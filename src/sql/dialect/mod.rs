//! SQL Dialect definitions and formatting rules.
//!
//! This module provides a trait-based abstraction for SQL dialect differences.
//! Each dialect implements `SqlDialect` to handle its specific syntax:
//!
//! - Identifier quoting: `[]` (SQL Server), `` ` `` (MySQL), `"` (Postgres/Oracle)
//! - Literal formats: national strings, hex binaries, date vs timestamp literals
//! - Null coalescing: ISNULL / IFNULL / COALESCE / NVL
//! - Date differences per unit
//! - Pagination: ROW_NUMBER() rewrite vs native LIMIT/OFFSET
//!
//! # Usage
//!
//! ```ignore
//! use sqlom::sql::dialect::{Dialect, SqlDialect};
//!
//! let dialect = Dialect::SqlServer;
//! let quoted = dialect.quote_identifier("user");  // [user]
//! ```
//!
//! | Feature | SQL Server | Oracle | MySQL | Postgres |
//! |---------|-----------|--------|-------|----------|
//! | Paging | ROW_NUMBER | ROW_NUMBER | LIMIT/OFFSET | LIMIT/OFFSET |
//! | TOP | `TOP n` | `FETCH FIRST` | `LIMIT` | `LIMIT` |
//! | CUBE | `WITH CUBE` | `CUBE()` | ❌ | `CUBE()` |
//! | ROLLUP | `WITH ROLLUP` | `ROLLUP()` | `WITH ROLLUP` | `ROLLUP()` |
//! | FULL JOIN | ✓ | ✓ | ❌ | ✓ |
//! | Multi-row VALUES | ✓ | ❌ (`SELECT .. FROM DUAL`) | ✓ | ✓ |

pub mod helpers;
mod mysql;
mod oracle;
mod postgres;
mod sqlserver;

pub use mysql::MySql;
pub use oracle::Oracle;
pub use postgres::Postgres;
pub use sqlserver::SqlServer;

use std::str::FromStr;

use chrono::{NaiveDate, NaiveDateTime};
use serde::{Deserialize, Serialize};
use uuid::Uuid;

use super::expr::DateUnit;
use super::token::TokenStream;
use crate::error::{Error, Result};

/// How a dialect restricts a statement to one page of rows.
#[derive(Debug, Clone, Copy, PartialEq, Eq)]
pub enum PagingStrategy {
    /// Rewrite the statement into nested ROW_NUMBER() wrappers.
    RowNumberWrapper,
    /// Append a trailing limit/offset clause.
    LimitOffset,
}

/// Where a row limit without paging is written.
#[derive(Debug, Clone, Copy, PartialEq, Eq)]
pub enum TopPlacement {
    /// `SELECT TOP n ...`
    Prefix,
    /// Trailing clause from `emit_limit_offset`.
    Suffix,
}

/// How CUBE/ROLLUP attach to GROUP BY.
#[derive(Debug, Clone, Copy, PartialEq, Eq)]
pub enum GroupModifierStyle {
    /// `GROUP BY a, b WITH ROLLUP`
    Suffix,
    /// `GROUP BY ROLLUP(a, b)`
    Wrapped,
}

/// SQL dialect trait - defines how SQL constructs are rendered.
///
/// Implementations handle dialect-specific syntax differences.
/// The default implementations follow ANSI SQL where possible.
pub trait SqlDialect: std::fmt::Debug {
    /// Dialect name for display/logging.
    fn name(&self) -> &'static str;

    // =========================================================================
    // Identifier and Literal Quoting
    // =========================================================================

    /// Quote an identifier (table, column, alias).
    fn quote_identifier(&self, ident: &str) -> String;

    /// Quote a string literal.
    ///
    /// All dialects use single quotes with `''` for escaping.
    fn quote_string(&self, s: &str) -> String {
        helpers::quote_string_single(s)
    }

    /// Format a boolean literal.
    fn format_bool(&self, b: bool) -> &'static str {
        helpers::format_bool_numeric(b)
    }

    /// Format a date-only literal.
    fn format_date(&self, date: NaiveDate) -> String {
        helpers::format_date_plain(date)
    }

    /// Format a date-time literal.
    fn format_datetime(&self, dt: NaiveDateTime) -> String {
        helpers::format_datetime_plain(dt)
    }

    /// Format a binary literal as hex.
    fn format_binary(&self, bytes: &[u8]) -> String;

    /// Format a guid literal. Guids travel as quoted text.
    fn format_guid(&self, guid: &Uuid) -> String {
        self.quote_string(&guid.to_string())
    }

    /// Marker prepended to bare parameter names.
    fn parameter_prefix(&self) -> char {
        '@'
    }

    fn format_parameter(&self, name: &str) -> String {
        helpers::format_parameter(self.parameter_prefix(), name)
    }

    // =========================================================================
    // Functions
    // =========================================================================

    /// Two-argument null-coalescing function name.
    fn null_coalesce_function(&self) -> &'static str;

    /// Emit the number of `unit` boundaries between `start` and `end`.
    ///
    /// Units the dialect cannot express fail with `Error::UnsupportedFeature`.
    fn emit_date_diff(
        &self,
        unit: DateUnit,
        start: &TokenStream,
        end: &TokenStream,
    ) -> Result<TokenStream>;

    /// Emit a bitwise AND of two operands.
    fn emit_bitwise_and(&self, left: &TokenStream, right: &TokenStream) -> TokenStream {
        helpers::binary(left, super::token::Token::BitAnd, right)
    }

    // =========================================================================
    // Pagination
    // =========================================================================

    fn paging_strategy(&self) -> PagingStrategy {
        PagingStrategy::LimitOffset
    }

    fn top_placement(&self) -> TopPlacement {
        TopPlacement::Suffix
    }

    /// Emit LIMIT/OFFSET or equivalent trailing clause.
    fn emit_limit_offset(&self, limit: Option<u64>, offset: Option<u64>) -> TokenStream {
        helpers::emit_limit_offset_standard(limit, offset)
    }

    // =========================================================================
    // Statement syntax
    // =========================================================================

    fn group_modifier_style(&self) -> GroupModifierStyle {
        GroupModifierStyle::Wrapped
    }

    fn supports_cube(&self) -> bool {
        true
    }

    fn supports_full_outer_join(&self) -> bool {
        true
    }

    /// Whether `AS` may precede a table alias.
    fn table_alias_keyword(&self) -> bool {
        true
    }

    /// Whether `INSERT ... VALUES (..), (..)` is accepted.
    fn supports_multi_row_values(&self) -> bool {
        true
    }
}

/// Supported SQL dialects.
#[derive(Debug, Clone, Copy, PartialEq, Eq, Hash, Default, Serialize, Deserialize)]
#[serde(rename_all = "lowercase")]
pub enum Dialect {
    #[default]
    SqlServer,
    Oracle,
    MySql,
    Postgres,
}

impl Dialect {
    pub const ALL: [Dialect; 4] = [
        Dialect::SqlServer,
        Dialect::Oracle,
        Dialect::MySql,
        Dialect::Postgres,
    ];

    /// Get the dialect implementation.
    pub fn dialect(&self) -> &'static dyn SqlDialect {
        match self {
            Dialect::SqlServer => &SqlServer,
            Dialect::Oracle => &Oracle,
            Dialect::MySql => &MySql,
            Dialect::Postgres => &Postgres,
        }
    }
}

// Implement SqlDialect for Dialect enum by delegating to concrete types
impl SqlDialect for Dialect {
    fn name(&self) -> &'static str {
        self.dialect().name()
    }

    fn quote_identifier(&self, ident: &str) -> String {
        self.dialect().quote_identifier(ident)
    }

    fn quote_string(&self, s: &str) -> String {
        self.dialect().quote_string(s)
    }

    fn format_bool(&self, b: bool) -> &'static str {
        self.dialect().format_bool(b)
    }

    fn format_date(&self, date: NaiveDate) -> String {
        self.dialect().format_date(date)
    }

    fn format_datetime(&self, dt: NaiveDateTime) -> String {
        self.dialect().format_datetime(dt)
    }

    fn format_binary(&self, bytes: &[u8]) -> String {
        self.dialect().format_binary(bytes)
    }

    fn format_guid(&self, guid: &Uuid) -> String {
        self.dialect().format_guid(guid)
    }

    fn parameter_prefix(&self) -> char {
        self.dialect().parameter_prefix()
    }

    fn format_parameter(&self, name: &str) -> String {
        self.dialect().format_parameter(name)
    }

    fn null_coalesce_function(&self) -> &'static str {
        self.dialect().null_coalesce_function()
    }

    fn emit_date_diff(
        &self,
        unit: DateUnit,
        start: &TokenStream,
        end: &TokenStream,
    ) -> Result<TokenStream> {
        self.dialect().emit_date_diff(unit, start, end)
    }

    fn emit_bitwise_and(&self, left: &TokenStream, right: &TokenStream) -> TokenStream {
        self.dialect().emit_bitwise_and(left, right)
    }

    fn paging_strategy(&self) -> PagingStrategy {
        self.dialect().paging_strategy()
    }

    fn top_placement(&self) -> TopPlacement {
        self.dialect().top_placement()
    }

    fn emit_limit_offset(&self, limit: Option<u64>, offset: Option<u64>) -> TokenStream {
        self.dialect().emit_limit_offset(limit, offset)
    }

    fn group_modifier_style(&self) -> GroupModifierStyle {
        self.dialect().group_modifier_style()
    }

    fn supports_cube(&self) -> bool {
        self.dialect().supports_cube()
    }

    fn supports_full_outer_join(&self) -> bool {
        self.dialect().supports_full_outer_join()
    }

    fn table_alias_keyword(&self) -> bool {
        self.dialect().table_alias_keyword()
    }

    fn supports_multi_row_values(&self) -> bool {
        self.dialect().supports_multi_row_values()
    }
}

impl std::fmt::Display for Dialect {
    fn fmt(&self, f: &mut std::fmt::Formatter<'_>) -> std::fmt::Result {
        write!(f, "{}", self.dialect().name())
    }
}

impl FromStr for Dialect {
    type Err = Error;

    fn from_str(s: &str) -> Result<Self> {
        match s.to_ascii_lowercase().as_str() {
            "sqlserver" | "mssql" | "tsql" => Ok(Dialect::SqlServer),
            "oracle" => Ok(Dialect::Oracle),
            "mysql" => Ok(Dialect::MySql),
            "postgres" | "postgresql" | "pg" => Ok(Dialect::Postgres),
            _ => Err(Error::UnknownDialect(s.to_string())),
        }
    }
}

EXERCISE DESCRIPTION:
How many lines above include the word "Wrapped"? Answer with the number alone.

SOLUTION TO THE EXERCISE:
2